Available data: Begin

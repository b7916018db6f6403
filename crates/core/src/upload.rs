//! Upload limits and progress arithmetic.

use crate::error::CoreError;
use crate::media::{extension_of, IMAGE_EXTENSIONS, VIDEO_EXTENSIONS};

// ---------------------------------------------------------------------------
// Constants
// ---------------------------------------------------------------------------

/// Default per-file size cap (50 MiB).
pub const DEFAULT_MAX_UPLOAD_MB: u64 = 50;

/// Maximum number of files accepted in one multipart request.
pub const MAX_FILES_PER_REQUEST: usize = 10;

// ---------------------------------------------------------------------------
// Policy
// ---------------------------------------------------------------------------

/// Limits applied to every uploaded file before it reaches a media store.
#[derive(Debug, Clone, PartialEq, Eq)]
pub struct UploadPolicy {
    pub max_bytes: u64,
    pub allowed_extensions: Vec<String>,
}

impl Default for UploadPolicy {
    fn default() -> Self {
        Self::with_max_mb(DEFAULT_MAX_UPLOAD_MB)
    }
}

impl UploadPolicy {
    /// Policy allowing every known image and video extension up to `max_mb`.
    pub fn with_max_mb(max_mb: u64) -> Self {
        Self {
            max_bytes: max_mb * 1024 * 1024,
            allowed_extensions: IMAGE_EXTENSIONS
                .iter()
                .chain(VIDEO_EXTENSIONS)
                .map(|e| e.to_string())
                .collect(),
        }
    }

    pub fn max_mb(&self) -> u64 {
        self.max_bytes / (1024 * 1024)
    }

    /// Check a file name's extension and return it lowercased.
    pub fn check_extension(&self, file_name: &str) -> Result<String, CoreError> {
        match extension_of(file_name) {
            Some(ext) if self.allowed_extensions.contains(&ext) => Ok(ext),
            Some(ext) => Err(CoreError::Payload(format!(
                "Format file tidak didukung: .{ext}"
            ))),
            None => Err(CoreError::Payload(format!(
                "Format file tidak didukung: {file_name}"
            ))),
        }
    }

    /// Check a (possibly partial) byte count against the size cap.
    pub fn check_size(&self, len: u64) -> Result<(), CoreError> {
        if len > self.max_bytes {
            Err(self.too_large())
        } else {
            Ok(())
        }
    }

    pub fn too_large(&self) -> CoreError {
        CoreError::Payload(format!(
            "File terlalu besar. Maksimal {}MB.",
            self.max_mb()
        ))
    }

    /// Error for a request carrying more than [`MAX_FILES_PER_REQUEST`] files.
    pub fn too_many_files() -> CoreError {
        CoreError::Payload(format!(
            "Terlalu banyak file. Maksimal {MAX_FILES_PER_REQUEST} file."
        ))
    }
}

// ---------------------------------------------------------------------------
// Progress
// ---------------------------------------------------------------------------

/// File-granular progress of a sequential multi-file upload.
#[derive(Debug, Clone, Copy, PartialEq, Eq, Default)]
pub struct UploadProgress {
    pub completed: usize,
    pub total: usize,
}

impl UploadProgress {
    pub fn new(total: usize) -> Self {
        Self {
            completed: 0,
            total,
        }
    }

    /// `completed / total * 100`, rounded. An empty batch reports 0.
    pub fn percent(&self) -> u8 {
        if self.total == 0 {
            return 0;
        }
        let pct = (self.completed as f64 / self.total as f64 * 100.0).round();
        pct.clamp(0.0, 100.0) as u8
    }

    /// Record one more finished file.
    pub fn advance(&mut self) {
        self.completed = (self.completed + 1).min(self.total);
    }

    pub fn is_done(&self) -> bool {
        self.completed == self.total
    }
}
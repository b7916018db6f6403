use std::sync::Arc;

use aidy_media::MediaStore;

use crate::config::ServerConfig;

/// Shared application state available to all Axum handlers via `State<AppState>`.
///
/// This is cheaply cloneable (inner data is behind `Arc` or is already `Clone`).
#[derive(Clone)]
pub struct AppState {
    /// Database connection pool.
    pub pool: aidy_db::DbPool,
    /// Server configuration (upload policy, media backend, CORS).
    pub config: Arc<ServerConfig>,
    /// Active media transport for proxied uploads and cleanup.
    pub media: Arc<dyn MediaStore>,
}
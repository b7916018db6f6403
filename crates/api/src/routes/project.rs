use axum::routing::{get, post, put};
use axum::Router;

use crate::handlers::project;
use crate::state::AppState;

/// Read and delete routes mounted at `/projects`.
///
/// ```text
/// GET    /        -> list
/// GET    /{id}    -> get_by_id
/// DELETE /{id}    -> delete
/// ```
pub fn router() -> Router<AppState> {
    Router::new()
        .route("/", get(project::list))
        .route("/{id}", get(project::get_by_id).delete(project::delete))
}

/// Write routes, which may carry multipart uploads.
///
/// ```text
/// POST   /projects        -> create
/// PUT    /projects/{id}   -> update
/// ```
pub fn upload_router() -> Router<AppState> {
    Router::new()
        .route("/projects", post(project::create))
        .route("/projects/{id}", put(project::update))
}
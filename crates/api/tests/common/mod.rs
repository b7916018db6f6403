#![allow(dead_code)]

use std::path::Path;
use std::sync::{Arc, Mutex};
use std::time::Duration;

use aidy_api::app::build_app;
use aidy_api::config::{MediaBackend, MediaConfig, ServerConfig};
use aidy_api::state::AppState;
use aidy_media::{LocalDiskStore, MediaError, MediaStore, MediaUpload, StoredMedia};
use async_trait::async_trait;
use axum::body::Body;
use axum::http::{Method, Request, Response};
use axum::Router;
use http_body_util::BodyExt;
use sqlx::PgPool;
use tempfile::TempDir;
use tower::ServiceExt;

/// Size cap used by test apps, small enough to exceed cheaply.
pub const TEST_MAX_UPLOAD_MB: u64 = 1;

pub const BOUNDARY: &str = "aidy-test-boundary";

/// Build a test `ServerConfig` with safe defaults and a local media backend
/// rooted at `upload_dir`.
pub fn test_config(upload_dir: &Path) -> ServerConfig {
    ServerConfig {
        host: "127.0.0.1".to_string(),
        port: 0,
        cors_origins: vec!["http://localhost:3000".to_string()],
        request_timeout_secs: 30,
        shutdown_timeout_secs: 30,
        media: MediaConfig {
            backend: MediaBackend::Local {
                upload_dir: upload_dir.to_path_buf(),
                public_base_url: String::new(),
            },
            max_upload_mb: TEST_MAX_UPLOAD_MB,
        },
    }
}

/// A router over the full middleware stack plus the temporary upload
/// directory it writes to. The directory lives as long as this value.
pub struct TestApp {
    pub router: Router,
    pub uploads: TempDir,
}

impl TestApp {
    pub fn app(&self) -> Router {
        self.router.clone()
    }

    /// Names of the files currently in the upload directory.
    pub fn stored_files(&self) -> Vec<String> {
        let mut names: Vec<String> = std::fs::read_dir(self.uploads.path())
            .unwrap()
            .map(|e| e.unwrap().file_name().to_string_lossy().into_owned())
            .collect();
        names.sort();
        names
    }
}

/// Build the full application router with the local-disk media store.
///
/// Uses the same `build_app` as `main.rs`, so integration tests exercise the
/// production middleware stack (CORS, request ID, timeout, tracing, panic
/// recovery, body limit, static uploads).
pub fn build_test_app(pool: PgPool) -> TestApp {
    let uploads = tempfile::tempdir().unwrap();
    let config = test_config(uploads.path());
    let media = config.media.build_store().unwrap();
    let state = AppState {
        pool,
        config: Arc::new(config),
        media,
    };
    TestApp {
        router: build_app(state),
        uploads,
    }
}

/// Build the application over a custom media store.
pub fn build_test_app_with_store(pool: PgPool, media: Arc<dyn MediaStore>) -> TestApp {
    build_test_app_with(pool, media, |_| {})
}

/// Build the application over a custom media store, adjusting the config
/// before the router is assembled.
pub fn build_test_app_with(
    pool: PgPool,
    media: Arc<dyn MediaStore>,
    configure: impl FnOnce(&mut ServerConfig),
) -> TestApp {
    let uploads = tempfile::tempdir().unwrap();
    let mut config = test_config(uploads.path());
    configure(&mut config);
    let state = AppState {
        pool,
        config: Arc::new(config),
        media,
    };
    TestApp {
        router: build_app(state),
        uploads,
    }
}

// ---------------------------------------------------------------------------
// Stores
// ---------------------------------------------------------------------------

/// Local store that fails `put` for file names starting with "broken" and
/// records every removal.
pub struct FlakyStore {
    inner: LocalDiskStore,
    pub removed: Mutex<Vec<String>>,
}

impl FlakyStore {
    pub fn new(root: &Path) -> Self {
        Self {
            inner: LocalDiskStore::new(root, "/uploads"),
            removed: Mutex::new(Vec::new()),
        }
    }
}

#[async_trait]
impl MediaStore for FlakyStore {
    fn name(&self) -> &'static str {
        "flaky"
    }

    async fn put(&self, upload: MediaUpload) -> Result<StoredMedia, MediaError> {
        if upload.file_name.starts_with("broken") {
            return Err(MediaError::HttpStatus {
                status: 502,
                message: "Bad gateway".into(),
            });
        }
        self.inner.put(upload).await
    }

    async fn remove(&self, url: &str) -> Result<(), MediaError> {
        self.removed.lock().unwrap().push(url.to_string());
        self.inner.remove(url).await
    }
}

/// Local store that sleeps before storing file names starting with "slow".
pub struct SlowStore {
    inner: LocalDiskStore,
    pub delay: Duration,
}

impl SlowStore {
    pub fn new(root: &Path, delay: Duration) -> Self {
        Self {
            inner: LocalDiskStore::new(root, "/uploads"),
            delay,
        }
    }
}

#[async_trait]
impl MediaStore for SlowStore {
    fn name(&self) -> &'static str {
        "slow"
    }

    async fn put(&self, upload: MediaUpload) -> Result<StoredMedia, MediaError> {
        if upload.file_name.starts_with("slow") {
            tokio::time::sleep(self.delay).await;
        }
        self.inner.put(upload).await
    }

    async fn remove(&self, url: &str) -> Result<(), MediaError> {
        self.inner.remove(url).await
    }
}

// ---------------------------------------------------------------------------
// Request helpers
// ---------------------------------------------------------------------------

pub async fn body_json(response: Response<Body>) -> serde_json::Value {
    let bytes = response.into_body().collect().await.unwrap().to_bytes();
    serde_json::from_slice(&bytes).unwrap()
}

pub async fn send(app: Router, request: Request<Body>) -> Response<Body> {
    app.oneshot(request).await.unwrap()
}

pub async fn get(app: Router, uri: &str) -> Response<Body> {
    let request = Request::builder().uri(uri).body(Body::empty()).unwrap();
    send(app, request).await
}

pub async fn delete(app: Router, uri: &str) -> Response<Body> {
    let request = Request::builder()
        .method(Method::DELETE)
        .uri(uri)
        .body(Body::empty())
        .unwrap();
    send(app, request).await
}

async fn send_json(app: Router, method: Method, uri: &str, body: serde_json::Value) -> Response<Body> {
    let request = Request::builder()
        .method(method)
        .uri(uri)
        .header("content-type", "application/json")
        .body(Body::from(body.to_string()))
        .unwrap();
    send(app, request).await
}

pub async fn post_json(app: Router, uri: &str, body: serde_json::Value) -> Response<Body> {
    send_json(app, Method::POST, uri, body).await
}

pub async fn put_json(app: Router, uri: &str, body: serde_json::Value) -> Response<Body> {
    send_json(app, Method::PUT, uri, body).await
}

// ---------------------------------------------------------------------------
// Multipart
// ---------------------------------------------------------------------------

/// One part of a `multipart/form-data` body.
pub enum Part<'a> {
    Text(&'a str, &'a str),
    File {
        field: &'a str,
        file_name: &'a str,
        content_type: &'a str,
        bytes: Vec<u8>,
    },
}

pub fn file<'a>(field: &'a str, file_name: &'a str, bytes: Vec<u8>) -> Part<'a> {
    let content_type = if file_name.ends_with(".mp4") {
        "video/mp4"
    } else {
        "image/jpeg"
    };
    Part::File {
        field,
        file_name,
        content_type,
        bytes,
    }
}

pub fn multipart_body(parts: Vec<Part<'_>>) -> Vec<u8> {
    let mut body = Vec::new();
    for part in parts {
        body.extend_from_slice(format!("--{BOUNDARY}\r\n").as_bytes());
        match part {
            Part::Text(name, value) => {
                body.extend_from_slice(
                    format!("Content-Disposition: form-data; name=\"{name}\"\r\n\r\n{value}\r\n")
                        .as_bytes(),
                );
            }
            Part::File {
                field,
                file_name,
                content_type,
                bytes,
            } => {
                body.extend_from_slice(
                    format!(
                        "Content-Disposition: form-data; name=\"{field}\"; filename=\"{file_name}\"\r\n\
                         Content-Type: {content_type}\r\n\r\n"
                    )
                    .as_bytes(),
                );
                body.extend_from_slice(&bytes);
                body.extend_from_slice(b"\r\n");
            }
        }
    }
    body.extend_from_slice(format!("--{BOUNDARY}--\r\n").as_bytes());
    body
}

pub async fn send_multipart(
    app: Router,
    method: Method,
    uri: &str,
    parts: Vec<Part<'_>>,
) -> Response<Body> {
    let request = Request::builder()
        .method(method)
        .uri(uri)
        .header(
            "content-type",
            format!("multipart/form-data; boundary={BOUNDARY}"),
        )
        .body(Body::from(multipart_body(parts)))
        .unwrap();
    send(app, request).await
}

Available data: End

# Task objective:
All that should appear in the response is the run of lines from the first line of the entries through the line containing "impl Default for", copied exactly.

# Result of this exercise:
repository b7916018db6f6403
filename crates/core/src/upload.rs
//! Upload limits and progress arithmetic.

use crate::error::CoreError;
use crate::media::{extension_of, IMAGE_EXTENSIONS, VIDEO_EXTENSIONS};

// ---------------------------------------------------------------------------
// Constants
// ---------------------------------------------------------------------------

/// Default per-file size cap (50 MiB).
pub const DEFAULT_MAX_UPLOAD_MB: u64 = 50;

/// Maximum number of files accepted in one multipart request.
pub const MAX_FILES_PER_REQUEST: usize = 10;

// ---------------------------------------------------------------------------
// Policy
// ---------------------------------------------------------------------------

/// Limits applied to every uploaded file before it reaches a media store.
#[derive(Debug, Clone, PartialEq, Eq)]
pub struct UploadPolicy {
    pub max_bytes: u64,
    pub allowed_extensions: Vec<String>,
}

impl Default for UploadPolicy {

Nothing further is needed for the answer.